Since flat rate service charges, also known generally as monthly recurring charges, are both intrastate and interstate in nature, they must be prorated to determine the intrastate portion of the total charge, and the Emergency Telephone Users (911) Surcharge should only be applied to the intrastate portion. Of the two types of monthly recurring charges that must be prorated to determine the amount of their intrastate component, the first is flat rate charges (variously named) that the service supplier bills, generally in connection with its various calling plans, to its customers, the service users, each billing period and that do not vary based on the number, length, or time elapsed of any toll calls made during the billing period. The second type is charges (also variously named) that are intended to reimburse the service supplier for amounts it pays to local telephone companies for access to and use of local telephone lines so that its customers can make intrastate, interstate, and international long distance phone calls. Both types of charges:

  • Are billed by service suppliers as part of their various billing plans and must be paid by their customers as a precondition to the customer being able to make long distance calls, whether intrastate, interstate, or international.

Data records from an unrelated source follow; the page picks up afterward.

use crate::errors::{ConfigurationError, HvacError};
use crate::output::{FileOutput, SinkOutput};
use crate::{run_project, RunResults, UNITS_MAP};
use pretty_assertions::assert_eq;
use rstest::*;
use serde_json::Value;
use std::fs;

const MULTISPEED_HEAT_PUMP: &str = include_str!("../../demos/input/multispeed_heat_pump.json");
const BYPASS_VAV: &str = include_str!("../../demos/input/bypass_vav.json");
const INTEGRATED_HEAT_PUMP: &str = include_str!("../../demos/input/integrated_heat_pump.json");

fn run(input: &str) -> RunResults {
    run_project(input.as_bytes(), SinkOutput).unwrap()
}

#[rstest]
#[case::multispeed_heat_pump(MULTISPEED_HEAT_PUMP, "heat pump", 4)]
#[case::bypass_vav(BYPASS_VAV, "rooftop unit", 3)]
#[case::integrated_heat_pump(INTEGRATED_HEAT_PUMP, "integrated heat pump", 4)]
fn should_report_every_timestep(
    #[case] input: &str,
    #[case] unit_name: &str,
    #[case] expected_rows: usize,
) {
    let results = run(input);

    assert_eq!(results.keys().collect::<Vec<_>>(), vec![unit_name]);
    let rows = &results[unit_name];
    assert_eq!(rows.len(), expected_rows);
    for row in rows {
        assert!(row.electric_power >= 0.);
        assert!(row.electric_energy >= 0.);
        assert!(row.outlet_temperature.is_finite());
    }
}

#[rstest]
fn should_heat_cool_and_idle_with_multispeed_heat_pump() {
    let rows = &run(MULTISPEED_HEAT_PUMP)["heat pump"];

    let modes = rows.iter().map(|row| row.mode.as_str()).collect::<Vec<_>>();
    assert_eq!(modes, vec!["heating", "heating", "cooling", "off"]);
    // cold enough for the supplemental heater to pick up what the compressor cannot
    assert!(rows[0].supplemental_heater_load > 0.);
    assert_eq!(rows[1].supplemental_heater_load, 0.);
    // staged thermostat holds the unit at its second speed
    assert!(rows[2].speed <= 2);
    assert_eq!(rows[3].total_cooling_rate, 0.);
    assert_eq!(rows[3].total_heating_rate, 0.);
}

#[rstest]
fn should_follow_zone_majority_and_hold_mode_in_bypass_vav() {
    let rows = &run(BYPASS_VAV)["rooftop unit"];

    // two zones call for heating and one for cooling
    assert_eq!(rows[0].mode, "heating");
    // every zone now calls for cooling, but the mode is held for an hour after a change
    assert_eq!(rows[1].mode, "heating");
    assert_eq!(rows[2].mode, "cooling");
    assert!(rows[2].total_cooling_rate > 0.);
    assert!(rows[2].bypass_air_mass_flow_rate >= 0.);
}

#[rstest]
fn should_serve_space_and_water_with_integrated_heat_pump() {
    let rows = &run(INTEGRATED_HEAT_PUMP)["integrated heat pump"];

    assert!(rows[0].total_cooling_rate > 0.);
    assert!(rows[0].water_heating_rate > 0.);
    assert!(rows[2].total_heating_rate > 0. || rows[2].water_heating_rate > 0.);
}

#[rstest]
fn should_reject_unit_whose_zone_has_no_conditions() {
    let mut input: Value = serde_json::from_str(MULTISPEED_HEAT_PUMP).unwrap();
    input["Units"]["heat pump"]["Zone"] = Value::from("kitchen");

    let result = run_project(input.to_string().as_bytes(), SinkOutput);

    assert!(matches!(
        result,
        Err(HvacError::InvalidConfiguration(ConfigurationError::MissingZone { ref unit, ref zone }))
            if unit == "heat pump" && zone == "kitchen"
    ));
}

#[rstest]
fn should_reject_malformed_input() {
    let result = run_project("{\"Units\": {}}".as_bytes(), SinkOutput);

    assert!(matches!(result, Err(HvacError::InvalidRequest(_))));
}

#[rstest]
fn should_write_one_results_file_per_unit() {
    let directory = std::env::temp_dir().join("hvac_unitary_run_project_test");
    fs::create_dir_all(&directory).unwrap();
    let output = FileOutput::new(directory.clone(), "demo_{}_results.csv".to_string());

    run_project(BYPASS_VAV.as_bytes(), &output).unwrap();

    let contents = fs::read_to_string(directory.join("demo_rooftop unit_results.csv")).unwrap();
    let lines = contents.lines().collect::<Vec<_>>();
    // headings, units, then one line per timestep
    assert_eq!(lines.len(), 2 + 3);
    assert_eq!(
        lines[0].split(',').count(),
        UNITS_MAP.len(),
        "expected one column per reported quantity"
    );
}
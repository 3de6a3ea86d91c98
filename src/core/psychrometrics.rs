//! Moist air property relations used by the air-side calculations.
//!
//! All temperatures are in degC, humidity ratios in kg water / kg dry air, enthalpies in
//! J/kg dry air and pressures in Pa.

use crate::compare_floats::max_of_2;

pub const CP_DRY_AIR: f64 = 1.00484e3;
pub const CP_WATER_VAPOUR: f64 = 1.85895e3;
pub const LATENT_HEAT_AT_ZERO_C: f64 = 2.50094e6;
pub const MIN_HUMIDITY_RATIO: f64 = 1.0e-5;
pub const STANDARD_BAROMETRIC_PRESSURE: f64 = 101_325.0;
const MOLECULAR_WEIGHT_RATIO: f64 = 0.621945;

// Magnus form coefficients for saturation pressure over water
const MAGNUS_A: f64 = 610.94;
const MAGNUS_B: f64 = 17.625;
const MAGNUS_C: f64 = 243.04;

/// Specific heat of moist air, in J/(kg.K)
pub fn cp_air(humidity_ratio: f64) -> f64 {
    CP_DRY_AIR + CP_WATER_VAPOUR * humidity_ratio
}

pub fn enthalpy(temperature: f64, humidity_ratio: f64) -> f64 {
    CP_DRY_AIR * temperature
        + max_of_2(humidity_ratio, MIN_HUMIDITY_RATIO)
            * (LATENT_HEAT_AT_ZERO_C + CP_WATER_VAPOUR * temperature)
}

/// Dry-bulb temperature from enthalpy and humidity ratio
pub fn temperature_from_enthalpy(enthalpy: f64, humidity_ratio: f64) -> f64 {
    let w = max_of_2(humidity_ratio, MIN_HUMIDITY_RATIO);
    (enthalpy - LATENT_HEAT_AT_ZERO_C * w) / (CP_DRY_AIR + CP_WATER_VAPOUR * w)
}

pub fn saturation_pressure(temperature: f64) -> f64 {
    MAGNUS_A * (MAGNUS_B * temperature / (temperature + MAGNUS_C)).exp()
}

pub fn vapour_pressure(humidity_ratio: f64, barometric_pressure: f64) -> f64 {
    let w = max_of_2(humidity_ratio, MIN_HUMIDITY_RATIO);
    barometric_pressure * w / (MOLECULAR_WEIGHT_RATIO + w)
}

pub fn saturation_humidity_ratio(temperature: f64, barometric_pressure: f64) -> f64 {
    let p_ws = saturation_pressure(temperature);
    MOLECULAR_WEIGHT_RATIO * p_ws / (barometric_pressure - p_ws)
}

/// Dew-point temperature of air with the given humidity ratio
pub fn dew_point(humidity_ratio: f64, barometric_pressure: f64) -> f64 {
    let gamma = (vapour_pressure(humidity_ratio, barometric_pressure) / MAGNUS_A).ln();
    MAGNUS_C * gamma / (MAGNUS_B - gamma)
}
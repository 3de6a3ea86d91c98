use thiserror::Error;

#[derive(Debug, Error)]
pub enum HvacError {
    #[error("Request was considered invalid due to error: {0}")]
    InvalidRequest(#[from] anyhow::Error),
    #[error("Unit configuration was rejected: {0}")]
    InvalidConfiguration(#[from] ConfigurationError),
    #[error("Error identified during unit calculation: {0}")]
    FailureInCalculation(#[from] HvacCoreError),
    #[error("Error while writing results: {0}")]
    ErrorInOutput(OutputError),
}

#[derive(Debug, Error)]
#[error(transparent)]
pub struct HvacCoreError {
    error: anyhow::Error,
}

impl HvacCoreError {
    pub(crate) fn new(error: anyhow::Error) -> Self {
        Self { error }
    }
}

#[derive(Debug, Error)]
#[error(transparent)]
pub struct OutputError {
    error: anyhow::Error,
}

impl OutputError {
    pub fn new(error: anyhow::Error) -> Self {
        Self { error }
    }
}

/// Setup-time problems with a unit description. Any of these stops the run before the
/// first timestep.
#[derive(Clone, Debug, Error, PartialEq)]
pub enum ConfigurationError {
    #[error("Unit '{unit}' lists {found} rated air flows for {expected} {service} speeds")]
    InconsistentSpeedCount {
        unit: String,
        service: &'static str,
        expected: usize,
        found: usize,
    },
    #[error("Unit '{unit}' has no {service} speeds")]
    NoSpeeds { unit: String, service: &'static str },
    #[error("Unit '{unit}' serves zone '{zone}', which has no conditions supplied")]
    MissingZone { unit: String, zone: String },
    #[error("Unit '{unit}' cannot use a {coil} as its {role}")]
    UnsupportedCoil {
        unit: String,
        coil: &'static str,
        role: &'static str,
    },
    #[error("Unit '{unit}': {message}")]
    Invalid { unit: String, message: String },
}

/// Failures reported by the shared root finder.
#[derive(Clone, Debug, Error, PartialEq)]
pub enum SolverError {
    #[error("Root is not bracketed: residual {lower_residual} at {lower} and {upper_residual} at {upper} share a sign")]
    BracketFailure {
        lower: f64,
        upper: f64,
        lower_residual: f64,
        upper_residual: f64,
    },
}

/// Failures of the speed and part-load search of a unit.
#[derive(Clone, Debug, Error, PartialEq)]
pub enum SpeedSolverError {
    #[error("Unit '{unit}' could not find a {control} at speed {speed} meeting a load of {load} W: {source}")]
    BracketFailure {
        unit: String,
        control: &'static str,
        speed: usize,
        load: f64,
        source: SolverError,
    },
}
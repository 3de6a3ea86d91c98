#![allow(clippy::too_many_arguments)]

#[macro_use]
extern crate is_close;

mod compare_floats;
pub mod core;
pub mod corpus;
pub mod errors;
pub mod input;
pub mod output;
mod simulation_time;

#[cfg(test)]
mod tests;

pub use crate::core::hvac::report::UNITS_MAP;
pub use crate::corpus::RunResults;
use crate::core::hvac::report::write_unit_report;
use crate::corpus::Corpus;
use crate::errors::{HvacCoreError, HvacError, OutputError};
use crate::input::ingest_for_processing;
use crate::output::Output;
use std::io::Read;
use tracing::info;

/// Run every unit described in the input over the simulation period and write one results
/// file per unit.
pub fn run_project(input: impl Read, output: impl Output) -> Result<RunResults, HvacError> {
    let input = ingest_for_processing(input)?.finalize();

    let mut corpus = Corpus::from_inputs(input)?;
    info!(units = corpus.units().len(), "starting run");

    let results = corpus
        .run()
        .map_err(|err| HvacError::FailureInCalculation(HvacCoreError::new(err)))?;

    for (unit_name, rows) in &results {
        write_unit_report(&output, unit_name, rows)
            .map_err(|err| HvacError::ErrorInOutput(OutputError::new(err)))?;
    }

    Ok(results)
}
use indexmap::IndexMap;
use std::fmt::Display;
use strum::Display as StrumDisplay;
use tracing::{debug, warn};

/// This module provides the per-unit record of recurring numerical warnings. The first
/// occurrence of each kind is logged prominently, later ones are only counted, and a
/// summary of the counts is logged when the run finishes.

#[derive(Clone, Copy, Debug, PartialEq, Eq, Hash, StrumDisplay)]
#[strum(serialize_all = "snake_case")]
pub enum WarningKind {
    CyclingIterationLimit,
    CyclingBracketFailure,
    SpeedRatioIterationLimit,
    SpeedRatioBracketFailure,
    HotWaterFlowIterationLimit,
    HotWaterFlowBracketFailure,
    OutletTemperatureIterationLimit,
    OutletTemperatureBracketFailure,
    SpeedOverrideAboveMaximum,
    UnavailableDuringCall,
}

#[derive(Clone, Debug)]
pub struct Diagnostics {
    unit: String,
    occurrences: IndexMap<WarningKind, usize>,
    warmup: bool,
}

impl Diagnostics {
    pub fn new(unit: &str) -> Self {
        Self {
            unit: unit.to_owned(),
            occurrences: Default::default(),
            warmup: false,
        }
    }

    /// Warnings raised while warming up are neither logged nor counted.
    pub fn set_warmup(&mut self, warmup: bool) {
        self.warmup = warmup;
    }

    pub fn is_warmup(&self) -> bool {
        self.warmup
    }

    pub fn unit(&self) -> &str {
        &self.unit
    }

    pub fn warn(&mut self, kind: WarningKind, message: impl Display) {
        if self.warmup {
            return;
        }
        let count = self.occurrences.entry(kind).or_insert(0);
        *count += 1;
        if *count == 1 {
            warn!(unit = %self.unit, %kind, "{message}");
        } else {
            debug!(unit = %self.unit, %kind, occurrence = *count, "{message}");
        }
    }

    pub fn occurrences(&self, kind: WarningKind) -> usize {
        self.occurrences.get(&kind).copied().unwrap_or(0)
    }

    pub fn total_occurrences(&self) -> usize {
        self.occurrences.values().sum()
    }

    /// Log one line per warning kind that recurred during the run.
    pub fn summarise(&self) {
        for (kind, count) in self.occurrences.iter().filter(|(_, count)| **count > 1) {
            warn!(unit = %self.unit, %kind, "warning continued; {count} occurrences in total");
        }
    }
}

#[cfg(test)]
mod tests {
    use super::*;
    use pretty_assertions::assert_eq;
    use rstest::*;

    #[fixture]
    fn diagnostics() -> Diagnostics {
        Diagnostics::new("heat pump 1")
    }

    #[rstest]
    fn should_count_recurring_warnings(mut diagnostics: Diagnostics) {
        diagnostics.warn(WarningKind::CyclingIterationLimit, "iteration limit");
        diagnostics.warn(WarningKind::CyclingIterationLimit, "iteration limit");
        diagnostics.warn(WarningKind::SpeedRatioIterationLimit, "iteration limit");

        assert_eq!(diagnostics.occurrences(WarningKind::CyclingIterationLimit), 2);
        assert_eq!(diagnostics.occurrences(WarningKind::SpeedRatioIterationLimit), 1);
        assert_eq!(diagnostics.occurrences(WarningKind::HotWaterFlowBracketFailure), 0);
        assert_eq!(diagnostics.total_occurrences(), 3);
    }

    #[rstest]
    fn should_ignore_warnings_during_warmup(mut diagnostics: Diagnostics) {
        diagnostics.set_warmup(true);
        diagnostics.warn(WarningKind::CyclingBracketFailure, "bracket failure");

        assert_eq!(diagnostics.total_occurrences(), 0);
    }

    #[rstest]
    fn should_name_warning_kinds() {
        assert_eq!(
            WarningKind::HotWaterFlowIterationLimit.to_string(),
            "hot_water_flow_iteration_limit"
        );
    }
}
pub fn min_of_2<T: PartialOrd + Copy>(first: T, second: T) -> T {
    if first < second {
        first
    } else {
        second
    }
}

pub fn max_of_2<T: PartialOrd + Copy>(first: T, second: T) -> T {
    if first > second {
        first
    } else {
        second
    }
}

/// Clamp a ratio into the closed unit interval
pub(crate) fn clamp_fraction(value: f64) -> f64 {
    max_of_2(0., min_of_2(value, 1.))
}

/// Whether `value` lies between `bound_a` and `bound_b` inclusive, in either order
pub(crate) fn is_between(value: f64, bound_a: f64, bound_b: f64) -> bool {
    let (low, high) = if bound_a <= bound_b {
        (bound_a, bound_b)
    } else {
        (bound_b, bound_a)
    };
    value >= low && value <= high
}

#[cfg(test)]
mod tests {
    use super::*;
    use pretty_assertions::assert_eq;
    use rstest::*;

    #[rstest]
    pub fn should_calc_2_as_min_of_4_and_2_floats() {
        assert_eq!(min_of_2(4., 2.), 2.);
    }

    #[rstest]
    pub fn should_calc_4_as_max_of_2_and_4_ints() {
        assert_eq!(max_of_2(2, 4), 4);
    }

    #[rstest]
    #[case(-0.2, 0.)]
    #[case(0.35, 0.35)]
    #[case(1.7, 1.)]
    fn should_clamp_fraction(#[case] value: f64, #[case] expected: f64) {
        assert_eq!(clamp_fraction(value), expected);
    }

    #[rstest]
    #[case(-2000., 0., -2500., true)]
    #[case(-2000., -2500., 0., true)]
    #[case(-3000., 0., -2500., false)]
    #[case(0., 0., -2500., true)]
    fn should_detect_value_between_bounds(
        #[case] value: f64,
        #[case] bound_a: f64,
        #[case] bound_b: f64,
        #[case] expected: bool,
    ) {
        assert_eq!(is_between(value, bound_a, bound_b), expected);
    }
}
/// Heat recovered to water from the compressor
fn recover_heat(
    config: &HeatRecoveryConfig,
    inlet: &HeatRecoveryInlet,
    waste_heat: f64,
) -> HeatRecoveryResult {
    if inlet.mass_flow_rate <= 0. {
        return HeatRecoveryResult {
            rate: 0.,
            outlet_temperature: inlet.temperature,
        };
    }
    let capacity_rate = WATER.capacity_rate(inlet.mass_flow_rate);
    let outlet_temperature = waste_heat / capacity_rate + inlet.temperature;
    if outlet_temperature > config.max_outlet_temperature {
        let outlet_temperature = max_of_2(inlet.temperature, config.max_outlet_temperature);
        HeatRecoveryResult {
            rate: capacity_rate * (outlet_temperature - inlet.temperature),
            outlet_temperature,
        }
    } else {
        HeatRecoveryResult {
            rate: waste_heat,
            outlet_temperature,
        }
    }
}

#[allow(clippy::too_many_arguments)]
fn report_row(
    conditions: &MshpConditions,
    mode: HeatCoolMode,
    trial: TrialOperatingPoint,
    part_load_fraction: f64,
    achieved: &DeviceEvaluationResult,
    flow: &AverageAirFlow,
    outlet: &AirNode,
    electric_power: f64,
    supplemental_load: f64,
    recovered_heat_rate: f64,
) -> UnitReportRow {
    let latent = achieved.total - achieved.sensible;
    let (total_heating, total_cooling) = split_by_sign(achieved.total);
    let (sensible_heating, sensible_cooling) = split_by_sign(achieved.sensible);
    let (latent_heating, latent_cooling) = split_by_sign(latent);

    let mut row = UnitReportRow {
        time: conditions.time,
        mode: mode.to_string(),
        speed: trial.speed_number(),
        speed_ratio: trial.speed_ratio(),
        part_load_fraction,
        electric_power,
        supplemental_heater_load: supplemental_load,
        recovered_heat_rate,
        air_mass_flow_rate: flow.average,
        water_mass_flow_rate: conditions
            .heat_recovery_inlet
            .map_or(0., |inlet| inlet.mass_flow_rate),
        outlet_temperature: outlet.temperature,
        ..Default::default()
    };
    match mode {
        HeatCoolMode::Heating => {
            row.total_heating_rate = total_heating;
            row.sensible_heating_rate = sensible_heating;
            row.latent_heating_rate = latent_heating;
        }
        HeatCoolMode::Cooling => {
            row.total_cooling_rate = total_cooling;
            row.sensible_cooling_rate = sensible_cooling;
            row.latent_cooling_rate = latent_cooling;
        }
        HeatCoolMode::Off => {}
    }
    row.combined_efficiency_ratio = combined_efficiency_ratio(
        row.total_cooling_rate,
        row.total_heating_rate,
        0.,
        electric_power,
    );
    row.with_energies(conditions.timestep_seconds)
}

/// The heat pump's components set up for the trials of one timestep.
struct MshpDevice<'a> {
    placement: FanPlacement,
    air_flows: &'a AirFlowRates,
    fan: &'a mut Fan,
    cooling_coil: &'a mut DxCoil,
    heating_coil: &'a mut HeatingCoil,
    supplemental_heater: Option<&'a mut HeatingCoil>,
    air_path: &'a mut AirPath,
    coil_diagnostics: &'a mut Diagnostics,
    inlet: AirNode,
    zone: AirNode,
    outdoor: OutdoorConditions,
    load: f64,
    mode: HeatCoolMode,
    last_mode: HeatCoolMode,
    available: bool,
    compressor_enabled: bool,
    trial: TrialOperatingPoint,
    supplemental_load: f64,
    flow: AverageAirFlow,
}

impl<'a> MshpDevice<'a> {
    fn new(
        config: &'a MultiSpeedHeatPumpConfig,
        components: &'a mut MshpComponents,
        conditions: &MshpConditions,
        mode: HeatCoolMode,
        last_mode: HeatCoolMode,
        compressor_enabled: bool,
    ) -> Self {
        Self {
            placement: config.fan_placement,
            air_flows: &config.air_flows,
            fan: &mut components.fan,
            cooling_coil: &mut components.cooling_coil,
            heating_coil: &mut components.heating_coil,
            supplemental_heater: components.supplemental_heater.as_mut(),
            air_path: &mut components.air_path,
            coil_diagnostics: &mut components.coil_diagnostics,
            inlet: conditions.inlet,
            zone: conditions.zone,
            outdoor: conditions.outdoor,
            load: conditions.load,
            mode,
            last_mode,
            available: conditions.available,
            compressor_enabled,
            trial: TrialOperatingPoint::Off,
            supplemental_load: 0.,
            flow: Default::default(),
        }
    }

    fn fan_runtime_fraction(&self) -> f64 {
        match self.air_flows.fan_operation {
            FanOperation::Continuous => 1.,
            FanOperation::Cycling => fan_part_load_ratio(
                FanOperation::Cycling,
                true,
                self.trial,
                self.supplemental_load,
            ),
        }
    }

    fn simulate_heating_coil(&mut self, inlet: &AirNode) -> anyhow::Result<CoilOutput> {
        let heating = self.mode == HeatCoolMode::Heating;
        match self.heating_coil.family() {
            HeatingCoilFamily::NonDx => {
                let load = if heating && self.trial.compressor_on() {
                    self.load
                } else {
                    0.
                };
                control_non_dx_coil(
                    &mut *self.heating_coil,
                    inlet,
                    load,
                    &self.outdoor,
                    Some(self.trial.part_load_fraction()),
                    &mut *self.coil_diagnostics,
                )
            }
            HeatingCoilFamily::DxMultiSpeed | HeatingCoilFamily::MultiStageFuel => {
                let request = if heating && compressor_allowed(&*self.heating_coil, &self.outdoor)
                {
                    CoilRequest::from_trial(self.trial, CoilMode::Normal)
                } else {
                    CoilRequest::Off
                };
                self.heating_coil.simulate(inlet, request, &self.outdoor)
            }
        }
    }

    fn supplemental_heater_output(&self) -> f64 {
        self.supplemental_heater
            .as_ref()
            .map_or(0., |heater| heater.last_output().heating_delivered())
    }

    /// Power drawn by the compressor of the coil running in the current mode, in W
    fn compressor_power(&self) -> f64 {
        match (self.mode, &*self.heating_coil) {
            (HeatCoolMode::Cooling, _) => self.cooling_coil.last_output().electrical_power,
            (HeatCoolMode::Heating, HeatingCoil::DxMultiSpeed(coil)) => {
                coil.last_output().electrical_power
            }
            _ => 0.,
        }
    }

    fn active_coil_runtime_fraction(&self) -> f64 {
        match self.mode {
            HeatCoolMode::Cooling => self.cooling_coil.last_output().runtime_fraction,
            HeatCoolMode::Heating => self.heating_coil.last_output().runtime_fraction,
            HeatCoolMode::Off => 0.,
        }
    }

    fn electrical_power(&self) -> f64 {
        self.fan.power()
            + self.cooling_coil.last_output().total_electrical_power()
            + self.heating_coil.last_output().total_electrical_power()
            + self
                .supplemental_heater
                .as_ref()
                .map_or(0., |heater| heater.last_output().total_electrical_power())
    }

    fn evaluation(&self) -> DeviceEvaluationResult {
        let outlet = self.air_path.outlet;
        DeviceEvaluationResult {
            sensible: sensible_output(self.flow.average, &outlet, &self.zone, 0.),
            total: total_output(self.flow.average, &outlet, &self.zone),
            electrical_power: self.electrical_power(),
        }
    }
}

impl ComponentStack for MshpDevice<'_> {
    fn simulate_stage(&mut self, stage: StackStage) -> anyhow::Result<()> {
        let inlet = self.air_path.stage_inlet(stage, self.placement);
        let outlet = match stage {
            StackStage::Fan => {
                let runtime_fraction = self.fan_runtime_fraction();
                self.fan.simulate(&inlet, runtime_fraction)
            }
            StackStage::CoolingCoil => {
                let request = if self.mode == HeatCoolMode::Cooling
                    && self.compressor_enabled
                    && compressor_allowed(&*self.cooling_coil, &self.outdoor)
                {
                    CoilRequest::from_trial(self.trial, CoilMode::Normal)
                } else {
                    CoilRequest::Off
                };
                self.cooling_coil.simulate(&inlet, request, &self.outdoor)?.outlet
            }
            StackStage::HeatingCoil => self.simulate_heating_coil(&inlet)?.outlet,
            StackStage::SupplementalHeater => match self.supplemental_heater.as_deref_mut() {
                Some(heater) => {
                    control_non_dx_coil(
                        heater,
                        &inlet,
                        self.supplemental_load,
                        &self.outdoor,
                        None,
                        &mut *self.coil_diagnostics,
                    )?
                    .outlet
                }
                None => inlet,
            },
        };
        self.air_path.set_stage_outlet(stage, self.placement, outlet);
        Ok(())
    }

    fn has_supplemental_heater(&self) -> bool {
        self.supplemental_heater.is_some()
    }
}

impl DeviceSimulation for MshpDevice<'_> {
    fn simulate(&mut self, trial: TrialOperatingPoint) -> anyhow::Result<DeviceEvaluationResult> {
        self.trial = trial;
        // a cycling fan runs all timestep while the supplemental heater is on
        let flow_trial = if self.air_flows.fan_operation == FanOperation::Cycling
            && self.supplemental_load > 0.
            && trial.speed_number() <= 1
        {
            TrialOperatingPoint::cycling(1.)
        } else {
            trial
        };
        self.flow = self
            .air_flows
            .average(self.mode, self.last_mode, flow_trial, self.available);
        *self.air_path = AirPath::new(self.inlet.with_mass_flow_rate(self.flow.average));

        let placement = self.placement;
        run_stack(self, placement)?;
        Ok(self.evaluation())
    }
}

impl TrimmableDevice for MshpDevice<'_> {
    fn simulate_with_supplemental_load(&mut self, load: f64) -> anyhow::Result<AirNode> {
        self.supplemental_load = load;
        self.simulate(self.trial)?;
        Ok(self.air_path.outlet)
    }
}
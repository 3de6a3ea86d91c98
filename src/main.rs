extern crate hvac_unitary;

use clap::Parser;
use hvac_unitary::output::FileOutput;
use hvac_unitary::run_project;
use std::fs::File;
use std::path::{Path, PathBuf};
use tracing::info;
use tracing_subscriber::FmtSubscriber;

#[derive(Parser, Default, Debug)]
#[clap(author, version, about, long_about = None)]
struct HvacArgs {
    /// JSON description of the units and the conditions of each timestep
    input_file: String,
    /// Directory the results are written to; defaults to the input file's directory
    #[arg(long, short)]
    output_dir: Option<String>,
}

fn main() -> anyhow::Result<()> {
    let subscriber = FmtSubscriber::builder()
        .with_max_level(tracing::Level::INFO)
        .finish();
    tracing::subscriber::set_global_default(subscriber)?;

    let args = HvacArgs::parse();

    let input_path = Path::new(args.input_file.as_str());
    let input_file_stem = input_path
        .file_stem()
        .ok_or_else(|| anyhow::anyhow!("Could not determine input file name"))?
        .to_string_lossy()
        .to_string();
    let output_dir = match args.output_dir {
        Some(dir) => PathBuf::from(dir),
        None => input_path
            .parent()
            .map(Path::to_path_buf)
            .unwrap_or_default(),
    };
    std::fs::create_dir_all(&output_dir)?;

    // one file per unit, named after the input file and the unit
    let file_output = FileOutput::new(
        output_dir.clone(),
        format!("{input_file_stem}_{{}}_results.csv"),
    );

    let results = run_project(File::open(input_path)?, &file_output)?;
    info!(
        units = results.len(),
        output_dir = %output_dir.display(),
        "results written"
    );

    Ok(())
}
pub mod hvac;
pub mod material_properties;
pub mod psychrometrics;
pub(crate) mod solvers;
pub mod units;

  • Are billed to a customer in the exact same amount each month, whether or not the customer makes any long distance calls during the billing period and whether or not all long distance calls made during the billing period are intrastate or interstate or some combination of each.
  • Are set forth in the service supplier's federal tariffs, filed with the Federal Communications Commission, not with the California Public Utilities Commission.

However, monthly recurring flat charges that have been historically associated with the provision of local telephone service are not subject to proration. In addition, the flat charge made by service suppliers for recoupment of their contribution to the Federal Universal Service Fund should not be prorated because it does not have an intrastate component and is not subject to the 911 Surcharge. 1/8/10.